GRAND RAPIDS — When Priority Health decided to reshape its customer service arm, the company looked to the Disney Institute for advice.
With health care reform spurring some of the service changes, Priority worked with Progressive AE architects to merge its call centers with the hope of better managing the customer experience.
Using some of the strategies learned over the weeklong professional development trip to Disney, the Priority team took a look at how it could reorganize, rebrand and improve its structure.
Kim Suarez, VP of medical operations and medical experience for Priority, said the company took a few pages from the Disney playbook in thinking about how to change the culture of Priority. However, after seeing the kind of investment, or lack there of, in what Disney calls its “back stage” operations, the Priority group thought it best to diverge from the model.
Suarez said the 19,000-square-foot call center, which handles roughly 5,000 calls a day, is the “backbone” of the Priority organization, and making the investment to improve its function was a necessary departure from the Disney paradigm.
“As we began to think about how to transform the culture around experience, one way was around a consolidated call center,” she said. “The concept is looking to a single touch point for customers, with no transfers.”
With the help of Progressive AE, the team set out on a two-day design charrette to determine how the space should be reworked, what elements to include and what had to go. Suarez declined to say how much the insurance provider paid for the project.
“Part of (Priority Health’s) goal was to create an environment that became a front door or window to the company,” said Bryan Koehn, principal and director of design for Progressive AE. “Our challenge became: How do we increase density and enhance productivity?”
Through his research, Koehn, along with Senior Designer and Architect Thomas Danckaert, worked on creating an environment that emphasized the visibility between employees and supervisors and increased the available collaborative space and other areas that allow employees to easily change locations while remaining connected to customers.
Koehn said to open up the space, the cubicles that lined the outside wall were torn away, which allowed 360-degree natural light to hit around the entire room.
“Before we started, the north and south ends of the space were disjointed and had very little cross connection,” Danckaert said. “We made the core of the room a little less of a boundary.”
The design opened up space in the center of the room to be an activity hub where employees can meet. The remodeling project also included new technological features as well, including a central stat board that updates in real-time to track call metrics and those in the queue. The new design also incorporated docking stations for when remote workers come into the office.
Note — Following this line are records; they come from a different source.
//! Text front end: equations are lexed, converted to postfix bytecode by an
//! operator-precedence pass, and evaluated on a small stack machine.

pub mod assignments;
pub mod compiler;
pub mod evaluator;
pub mod model;
pub mod tokenizer;

pub use assignments::{parse_assignments, parse_initial_conditions, parse_parameters};
pub use compiler::{CompiledSystem, Equation, EquationCompiler, EquationKind};
pub use evaluator::{evaluate, Bindings, Bytecode, EvaluationContext, OpCode, SymbolTable, VM};
pub use model::{Model, ModelParser};
pub use tokenizer::{tokenize, Token, TokenKind, Tokenizer};

/// Names with a fixed meaning inside expressions.
pub const RESERVED_WORDS: [&str; 2] = ["t", "der"];

/// `[A-Za-z_][A-Za-z0-9_]*`
pub fn is_identifier(name: &str) -> bool {
    let mut chars = name.chars();
    match chars.next() {
        Some(c) if c.is_ascii_alphabetic() || c == '_' => {
            chars.all(|c| c.is_ascii_alphanumeric() || c == '_')
        }
        _ => false,
    }
}

pub fn is_reserved(name: &str) -> bool {
    RESERVED_WORDS.contains(&name) || tokenizer::is_function(name)
}
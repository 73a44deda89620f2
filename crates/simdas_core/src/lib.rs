//! The `simdas_core` crate is the numerical engine behind SimDAS.
//! It compiles textual equation systems into residual form `F(t, y, y') = 0`,
//! inspects their structure and integrates them in time.
//!
//! Key components:
//! - **Equation Engine**: tokenizer, postfix bytecode VM and the equation/model compilers.
//! - **Analysis**: variable classification, structural index, stiffness and dependency structure.
//! - **Solvers**: Explicit Euler, Implicit Euler, RK4 and a variable-order BDF (DASSL) integrator.
//! - **Control**: cooperative pause/resume/cancel shared by long-running operations.
pub mod analysis;
pub mod control;
pub mod equation_engine;
pub mod error;
pub mod numerics;
pub mod solution;
pub mod solvers;
pub mod traits;

pub use analysis::{AnalysisProgress, AnalysisStage, AnalyzerSettings, DaeAnalysis, DaeAnalyzer};
pub use control::RunControl;
pub use error::{AnalysisError, EvalError, JacobianError, ParseError, SolverError};
pub use solution::{ErrorAnalysis, Solution, Termination};
pub use solvers::{Solver, SolverConfig, SolverKind};
pub use traits::{DaeSystem, FnResidual};
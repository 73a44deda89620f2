use crate::error::EvalError;
use std::sync::Arc;

/// A differential-algebraic system in residual form `F(t, y, y') = 0`.
///
/// Implementations must be safe to call from several threads at once with distinct output
/// buffers: finite-difference Jacobians evaluate columns in parallel.
pub trait DaeSystem: Send + Sync {
    /// Number of state variables (and residual components).
    fn dimension(&self) -> usize;

    /// Writes `F(t, y, y')` into `out`.
    /// y: current state
    /// y_prime: current derivative estimate
    /// out: buffer of length `dimension()`
    fn residual(&self, t: f64, y: &[f64], y_prime: &[f64], out: &mut [f64])
        -> Result<(), EvalError>;

    /// Allocating convenience wrapper around [`DaeSystem::residual`].
    fn evaluate(&self, t: f64, y: &[f64], y_prime: &[f64]) -> Result<Vec<f64>, EvalError> {
        let mut out = vec![0.0; self.dimension()];
        self.residual(t, y, y_prime, &mut out)?;
        Ok(out)
    }
}

impl<S: DaeSystem + ?Sized> DaeSystem for &S {
    fn dimension(&self) -> usize {
        (**self).dimension()
    }

    fn residual(
        &self,
        t: f64,
        y: &[f64],
        y_prime: &[f64],
        out: &mut [f64],
    ) -> Result<(), EvalError> {
        (**self).residual(t, y, y_prime, out)
    }
}

impl<S: DaeSystem + ?Sized> DaeSystem for Arc<S> {
    fn dimension(&self) -> usize {
        (**self).dimension()
    }

    fn residual(
        &self,
        t: f64,
        y: &[f64],
        y_prime: &[f64],
        out: &mut [f64],
    ) -> Result<(), EvalError> {
        (**self).residual(t, y, y_prime, out)
    }
}

/// Adapts a plain closure into a [`DaeSystem`].
pub struct FnResidual<F> {
    dimension: usize,
    residual: F,
}

impl<F> FnResidual<F>
where
    F: Fn(f64, &[f64], &[f64], &mut [f64]) + Send + Sync,
{
    pub fn new(dimension: usize, residual: F) -> Self {
        Self {
            dimension,
            residual,
        }
    }
}

impl<F> DaeSystem for FnResidual<F>
where
    F: Fn(f64, &[f64], &[f64], &mut [f64]) + Send + Sync,
{
    fn dimension(&self) -> usize {
        self.dimension
    }

    fn residual(
        &self,
        t: f64,
        y: &[f64],
        y_prime: &[f64],
        out: &mut [f64],
    ) -> Result<(), EvalError> {
        check_len(self.dimension, y.len())?;
        check_len(self.dimension, y_prime.len())?;
        check_len(self.dimension, out.len())?;
        (self.residual)(t, y, y_prime, out);
        Ok(())
    }
}

pub(crate) fn check_len(expected: usize, actual: usize) -> Result<(), EvalError> {
    if expected == actual {
        Ok(())
    } else {
        Err(EvalError::DimensionMismatch { expected, actual })
    }
}
//! `name=value` lists used for parameters and initial conditions, e.g. `k=2; c=0.5; m=1`.
//! Entries are separated by `;` or newlines.

use super::evaluator::SymbolTable;
use super::{is_identifier, is_reserved};
use crate::error::ParseError;
use std::collections::{BTreeSet, HashMap};

/// Parses assignments in the order written. Names must be identifiers and appear once.
pub fn parse_assignments(text: &str) -> Result<Vec<(String, f64)>, ParseError> {
    let mut seen = BTreeSet::new();
    let mut parsed = Vec::new();

    for entry in text.split(&[';', '\n'][..]) {
        let entry = entry.trim();
        if entry.is_empty() {
            continue;
        }

        let (name, value) = entry
            .split_once('=')
            .ok_or_else(|| ParseError::InvalidAssignment(entry.to_string()))?;
        let (name, value) = (name.trim(), value.trim());
        if !is_identifier(name) || value.contains('=') {
            return Err(ParseError::InvalidAssignment(entry.to_string()));
        }

        let number: f64 = value
            .parse()
            .ok()
            .filter(|v: &f64| v.is_finite())
            .ok_or_else(|| ParseError::InvalidNumber {
                name: name.to_string(),
                text: value.to_string(),
            })?;

        if !seen.insert(name.to_string()) {
            return Err(ParseError::DuplicateAssignment(name.to_string()));
        }
        parsed.push((name.to_string(), number));
    }

    Ok(parsed)
}

/// Parses a parameter list. Reserved words (`t`, `der`, function names) are rejected.
pub fn parse_parameters(text: &str) -> Result<HashMap<String, f64>, ParseError> {
    let parsed = parse_assignments(text)?;
    if let Some((name, _)) = parsed.iter().find(|(name, _)| is_reserved(name)) {
        return Err(ParseError::InvalidVariableName(name.clone()));
    }
    Ok(parsed.into_iter().collect())
}

/// Parses initial conditions into a state vector ordered like `variables`. Every variable
/// must be assigned exactly once.
pub fn parse_initial_conditions(
    text: &str,
    variables: &SymbolTable,
) -> Result<Vec<f64>, ParseError> {
    let mut state = vec![None; variables.len()];

    for (name, value) in parse_assignments(text)? {
        let idx = variables
            .index_of(&name)
            .ok_or(ParseError::UnknownVariable(name))?;
        state[idx] = Some(value);
    }

    let missing: Vec<String> = variables
        .names()
        .iter()
        .zip(&state)
        .filter(|(_, value)| value.is_none())
        .map(|(name, _)| name.clone())
        .collect();
    if !missing.is_empty() {
        return Err(ParseError::MissingInitialConditions(missing));
    }

    Ok(state.into_iter().flatten().collect())
}
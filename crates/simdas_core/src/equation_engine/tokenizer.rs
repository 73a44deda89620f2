use crate::error::ParseError;
use serde::{Deserialize, Serialize};

/// Identifiers that are tagged as functions rather than variables.
pub const KNOWN_FUNCTIONS: [&str; 6] = ["der", "sin", "cos", "exp", "sqrt", "tan"];

#[derive(Debug, Clone, Copy, PartialEq, Eq, Serialize, Deserialize)]
pub enum TokenKind {
    Number,
    Identifier,
    Operator,
    Function,
    LeftParen,
    RightParen,
    Comma,
}

/// A lexical unit of an expression.
#[derive(Debug, Clone, PartialEq, Serialize, Deserialize)]
pub struct Token {
    pub kind: TokenKind,
    pub text: String,
    /// Binding strength for operators, zero for everything else.
    pub precedence: u8,
    /// Set on the multiplication synthesised for a unary minus. It binds to the operand that
    /// follows and never reduces operators already on the stack.
    pub unary: bool,
}

impl Token {
    fn new(kind: TokenKind, text: impl Into<String>) -> Self {
        Self {
            kind,
            text: text.into(),
            precedence: 0,
            unary: false,
        }
    }

    fn operator(op: char) -> Self {
        Self {
            kind: TokenKind::Operator,
            text: op.to_string(),
            precedence: precedence(op),
            unary: false,
        }
    }

    fn negation() -> [Token; 2] {
        [
            Token::new(TokenKind::Number, "-1"),
            Token {
                unary: true,
                ..Token::operator('*')
            },
        ]
    }
}

pub fn precedence(op: char) -> u8 {
    match op {
        '^' => 4,
        '*' | '/' => 3,
        '+' | '-' => 2,
        _ => 0,
    }
}

pub fn is_function(name: &str) -> bool {
    KNOWN_FUNCTIONS.contains(&name)
}

/// Line-oriented lexer. Remembers whether the previous line ended inside a `/* */` block so
/// that block comments may span lines.
#[derive(Debug, Default, Clone)]
pub struct Tokenizer {
    in_block_comment: bool,
}

impl Tokenizer {
    pub fn new() -> Self {
        Self::default()
    }

    pub fn in_block_comment(&self) -> bool {
        self.in_block_comment
    }

    pub fn reset(&mut self) {
        self.in_block_comment = false;
    }

    /// Removes `//`, `#` and `/* */` comments from one line and trims the remainder.
    pub fn strip_comments(&mut self, line: &str) -> String {
        let mut kept = String::with_capacity(line.len());
        let mut rest = line;

        loop {
            if self.in_block_comment {
                match rest.find("*/") {
                    Some(end) => {
                        self.in_block_comment = false;
                        rest = &rest[end + 2..];
                    }
                    None => break,
                }
            }

            let line_comment = [rest.find("//"), rest.find('#')]
                .into_iter()
                .flatten()
                .min();
            let block = rest.find("/*");

            match (line_comment, block) {
                (Some(lc), Some(bc)) if bc < lc => {
                    kept.push_str(&rest[..bc]);
                    kept.push(' ');
                    self.in_block_comment = true;
                    rest = &rest[bc + 2..];
                }
                (Some(lc), _) => {
                    kept.push_str(&rest[..lc]);
                    break;
                }
                (None, Some(bc)) => {
                    kept.push_str(&rest[..bc]);
                    kept.push(' ');
                    self.in_block_comment = true;
                    rest = &rest[bc + 2..];
                }
                (None, None) => {
                    kept.push_str(rest);
                    break;
                }
            }
        }

        kept.trim().to_string()
    }

    /// Strips comments from `line` (honouring block state) and lexes what remains.
    pub fn tokenize_line(&mut self, line: &str) -> Result<Vec<Token>, ParseError> {
        let stripped = self.strip_comments(line);
        tokenize(&stripped)
    }
}

/// Lexes a comment-free expression.
pub fn tokenize(expression: &str) -> Result<Vec<Token>, ParseError> {
    let chars: Vec<char> = expression.chars().collect();
    let mut tokens: Vec<Token> = Vec::new();
    let mut expect_operand = true;
    let mut pos = 0;

    while pos < chars.len() {
        let c = chars[pos];

        if c.is_whitespace() {
            pos += 1;
            continue;
        }

        if c.is_ascii_digit() || (c == '.' && chars.get(pos + 1).is_some_and(|d| d.is_ascii_digit()))
        {
            let start = pos;
            while pos < chars.len() && chars[pos].is_ascii_digit() {
                pos += 1;
            }
            if pos + 1 < chars.len() && chars[pos] == '.' && chars[pos + 1].is_ascii_digit() {
                pos += 1;
                while pos < chars.len() && chars[pos].is_ascii_digit() {
                    pos += 1;
                }
            }
            let text: String = chars[start..pos].iter().collect();
            tokens.push(Token::new(TokenKind::Number, text));
            expect_operand = false;
            continue;
        }

        if c.is_ascii_alphabetic() || c == '_' {
            let start = pos;
            while pos < chars.len() && (chars[pos].is_ascii_alphanumeric() || chars[pos] == '_') {
                pos += 1;
            }
            let text: String = chars[start..pos].iter().collect();
            if is_function(&text) {
                tokens.push(Token::new(TokenKind::Function, text));
                expect_operand = true;
            } else {
                tokens.push(Token::new(TokenKind::Identifier, text));
                expect_operand = false;
            }
            continue;
        }

        match c {
            '-' if expect_operand => {
                tokens.extend(Token::negation());
            }
            '+' | '-' | '*' | '/' | '^' => {
                tokens.push(Token::operator(c));
                expect_operand = true;
            }
            '(' => {
                tokens.push(Token::new(TokenKind::LeftParen, "("));
                expect_operand = true;
            }
            ')' => {
                tokens.push(Token::new(TokenKind::RightParen, ")"));
                expect_operand = false;
            }
            ',' => {
                tokens.push(Token::new(TokenKind::Comma, ","));
                expect_operand = true;
            }
            _ => {
                return Err(ParseError::UnexpectedCharacter {
                    ch: c,
                    position: pos,
                    input: expression.to_string(),
                })
            }
        }
        pos += 1;
    }

    Ok(tokens)
}

#[cfg(test)]
mod tests {
    use super::*;

    fn texts(tokens: &[Token]) -> Vec<&str> {
        tokens.iter().map(|t| t.text.as_str()).collect()
    }

    #[test]
    fn lexes_numbers_identifiers_and_operators() {
        let tokens = tokenize("2.5*x + .5 - y_1^2").unwrap();
        assert_eq!(texts(&tokens), ["2.5", "*", "x", "+", ".5", "-", "y_1", "^", "2"]);
        assert_eq!(tokens[1].precedence, 3);
        assert_eq!(tokens[3].precedence, 2);
        assert_eq!(tokens[7].precedence, 4);
        assert_eq!(tokens[2].kind, TokenKind::Identifier);
    }

    #[test]
    fn whitespace_does_not_change_tokens() {
        let compact = tokenize("-k*x/(1+y^2)+sin(t)").unwrap();
        let spaced = tokenize("  - k *  x / ( 1 + y ^ 2 ) + sin ( t ) ").unwrap();
        assert_eq!(compact, spaced);
    }

    #[test]
    fn unary_minus_becomes_negative_one_times() {
        let tokens = tokenize("-x").unwrap();
        assert_eq!(texts(&tokens), ["-1", "*", "x"]);
        assert!(tokens[1].unary);
        assert_eq!(tokens[1].precedence, 3);

        let tokens = tokenize("a/(-b)").unwrap();
        assert_eq!(texts(&tokens), ["a", "/", "(", "-1", "*", "b", ")"]);

        let tokens = tokenize("a - b").unwrap();
        assert_eq!(texts(&tokens), ["a", "-", "b"]);
        assert!(!tokens[1].unary);
    }

    #[test]
    fn functions_are_tagged() {
        let tokens = tokenize("sqrt(x) + der(y) + sine").unwrap();
        assert_eq!(tokens[0].kind, TokenKind::Function);
        assert_eq!(tokens[5].kind, TokenKind::Function);
        assert_eq!(tokens[10].kind, TokenKind::Identifier);
    }

    #[test]
    fn rejects_unknown_characters() {
        let err = tokenize("x $ y").unwrap_err();
        assert!(matches!(
            err,
            ParseError::UnexpectedCharacter { ch: '$', position: 2, .. }
        ));
    }

    #[test]
    fn strips_line_and_block_comments() {
        let mut tokenizer = Tokenizer::new();
        assert_eq!(tokenizer.strip_comments("der(x) = y // velocity"), "der(x) = y");
        assert_eq!(tokenizer.strip_comments("der(y) = -x # spring"), "der(y) = -x");
        assert_eq!(tokenizer.strip_comments("a /* inline */ + b"), "a   + b");
        assert!(!tokenizer.in_block_comment());
    }

    #[test]
    fn block_comments_span_lines() {
        let mut tokenizer = Tokenizer::new();
        assert_eq!(tokenizer.strip_comments("x = 1 /* start"), "x = 1");
        assert!(tokenizer.in_block_comment());
        assert_eq!(tokenizer.strip_comments("still a comment // here"), "");
        assert!(tokenizer.in_block_comment());
        assert_eq!(tokenizer.strip_comments("end */ y = 2"), "y = 2");
        assert!(!tokenizer.in_block_comment());

        tokenizer.strip_comments("/* dangling");
        tokenizer.reset();
        assert!(!tokenizer.in_block_comment());
    }

    #[test]
    fn tokenize_line_uses_comment_state() {
        let mut tokenizer = Tokenizer::new();
        let tokens = tokenizer.tokenize_line("x + 1 // trailing").unwrap();
        assert_eq!(texts(&tokens), ["x", "+", "1"]);
    }
}
use thiserror::Error;

fn join(names: &[String]) -> String {
    names.join(", ")
}

/// Errors raised while turning text (equations, parameters, models) into a compiled system.
#[derive(Debug, Clone, PartialEq, Error)]
pub enum ParseError {
    #[error("unexpected character '{ch}' at position {position} in \"{input}\"")]
    UnexpectedCharacter {
        ch: char,
        position: usize,
        input: String,
    },

    #[error("invalid equation format: {0}")]
    InvalidEquationFormat(String),

    #[error("invalid variable name: {0}")]
    InvalidVariableName(String),

    #[error("variable {0} appears in multiple equations")]
    DuplicateVariable(String),

    #[error("cannot use parameter {0} as variable")]
    ParameterAsVariable(String),

    #[error("no equations defined")]
    EmptySystem,

    #[error("missing equations for variables: {}", join(.0))]
    MissingEquations(Vec<String>),

    #[error("equations define undeclared variables: {}", join(.0))]
    UndeclaredVariables(Vec<String>),

    #[error("undefined symbols referenced: {}", join(.0))]
    UndefinedSymbols(Vec<String>),

    #[error("invalid expression in \"{equation}\": {source}")]
    Expression {
        equation: String,
        #[source]
        source: EvalError,
    },

    #[error("invalid assignment format: {0}")]
    InvalidAssignment(String),

    #[error("invalid number format for {name}: {text}")]
    InvalidNumber { name: String, text: String },

    #[error("duplicate assignment for {0}")]
    DuplicateAssignment(String),

    #[error("unknown variable in initial conditions: {0}")]
    UnknownVariable(String),

    #[error("missing initial conditions for variables: {}", join(.0))]
    MissingInitialConditions(Vec<String>),

    #[error("invalid model declaration on line {line}: {text}")]
    InvalidDeclaration { line: usize, text: String },

    #[error("statement outside of a section on line {line}: {text}")]
    StatementOutsideSection { line: usize, text: String },
}

/// Errors raised while evaluating an expression or a residual.
#[derive(Debug, Clone, PartialEq, Error)]
pub enum EvalError {
    #[error("unknown variable or parameter: {0}")]
    UnknownSymbol(String),

    #[error("mismatched parentheses")]
    MismatchedParentheses,

    #[error("invalid expression: not enough operands for '{0}'")]
    MissingOperand(String),

    #[error("invalid expression: incorrect number of operands ({0} left on stack)")]
    OperandCount(usize),

    #[error("function {0} must be followed by '('")]
    FunctionWithoutArguments(String),

    #[error("der() expects a single variable name, got {0}")]
    InvalidDerivative(String),

    #[error("invalid number literal: {0}")]
    InvalidNumber(String),

    #[error("division by zero")]
    DivisionByZero,

    #[error("square root of negative number ({0})")]
    NegativeSqrt(f64),

    #[error("dimension mismatch: expected {expected}, got {actual}")]
    DimensionMismatch { expected: usize, actual: usize },
}

/// Errors raised while building a finite-difference Jacobian.
#[derive(Debug, Clone, PartialEq, Error)]
pub enum JacobianError {
    #[error(transparent)]
    Evaluation(#[from] EvalError),

    #[error("jacobian evaluation cancelled")]
    Cancelled,
}

/// Errors raised by the structural/numerical analyzer.
#[derive(Debug, Clone, PartialEq, Error)]
pub enum AnalysisError {
    #[error("initial state dimension mismatch: expected {expected}, got {actual}")]
    DimensionMismatch { expected: usize, actual: usize },

    #[error("system has zero dimension")]
    EmptySystem,

    #[error(transparent)]
    Evaluation(#[from] EvalError),

    #[error("analysis cancelled")]
    Cancelled,

    #[error("analysis worker terminated unexpectedly")]
    WorkerPanicked,
}

/// Errors raised by the time integrators.
#[derive(Debug, Clone, PartialEq, Error)]
pub enum SolverError {
    #[error("{0}")]
    InvalidInput(String),

    #[error("solver has not been initialized")]
    NotInitialized,

    #[error(transparent)]
    Evaluation(#[from] EvalError),

    #[error("step size too small ({step:e}) at t = {time}")]
    StepSizeTooSmall { time: f64, step: f64 },

    #[error("too many consecutive step failures ({failures}) at t = {time}")]
    TooManyFailures { time: f64, failures: usize },

    #[error("integration cancelled")]
    Cancelled,
}

/// Errors raised when two solutions cannot be compared.
#[derive(Debug, Clone, PartialEq, Error)]
pub enum CompareError {
    #[error("solutions have different lengths ({solution} vs {reference})")]
    LengthMismatch { solution: usize, reference: usize },

    #[error("solutions have different state dimensions ({solution} vs {reference})")]
    DimensionMismatch { solution: usize, reference: usize },

    #[error("cannot compare empty solutions")]
    Empty,
}

impl From<JacobianError> for SolverError {
    fn from(err: JacobianError) -> Self {
        match err {
            JacobianError::Evaluation(e) => SolverError::Evaluation(e),
            JacobianError::Cancelled => SolverError::Cancelled,
        }
    }
}

impl From<JacobianError> for AnalysisError {
    fn from(err: JacobianError) -> Self {
        match err {
            JacobianError::Evaluation(e) => AnalysisError::Evaluation(e),
            JacobianError::Cancelled => AnalysisError::Cancelled,
        }
    }
}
Koehn said fatigue and pressure in a call center is a central issue to the work environment, and many of the improvements were meant to address worker-related stresses. Helping remove those stresses with everything from ergonomic furniture to better technology could help cut down the call center’s employee turnover rate and improve retention, he said.
Since moving into the space in June of 2011, several call metrics improved. In partnership with Gallup, Priority reported that its employee engagement is up. Average time to answer is down to 30 seconds from 60 seconds, along with the cost of moving expenses for employee training and mentoring purposes also decreased. The Consumer Assessment of Healthcare Providers and Systems score also rose between 2010 and 2011 from 84 to 86 percent.
The new space houses 120 employees and has room to grow to roughly 150 people, according to Suarez. About 40 employees were moved from other areas of the organization, she said.
Suarez said the Medicare business unit currently occupies the space of one of the former call centers.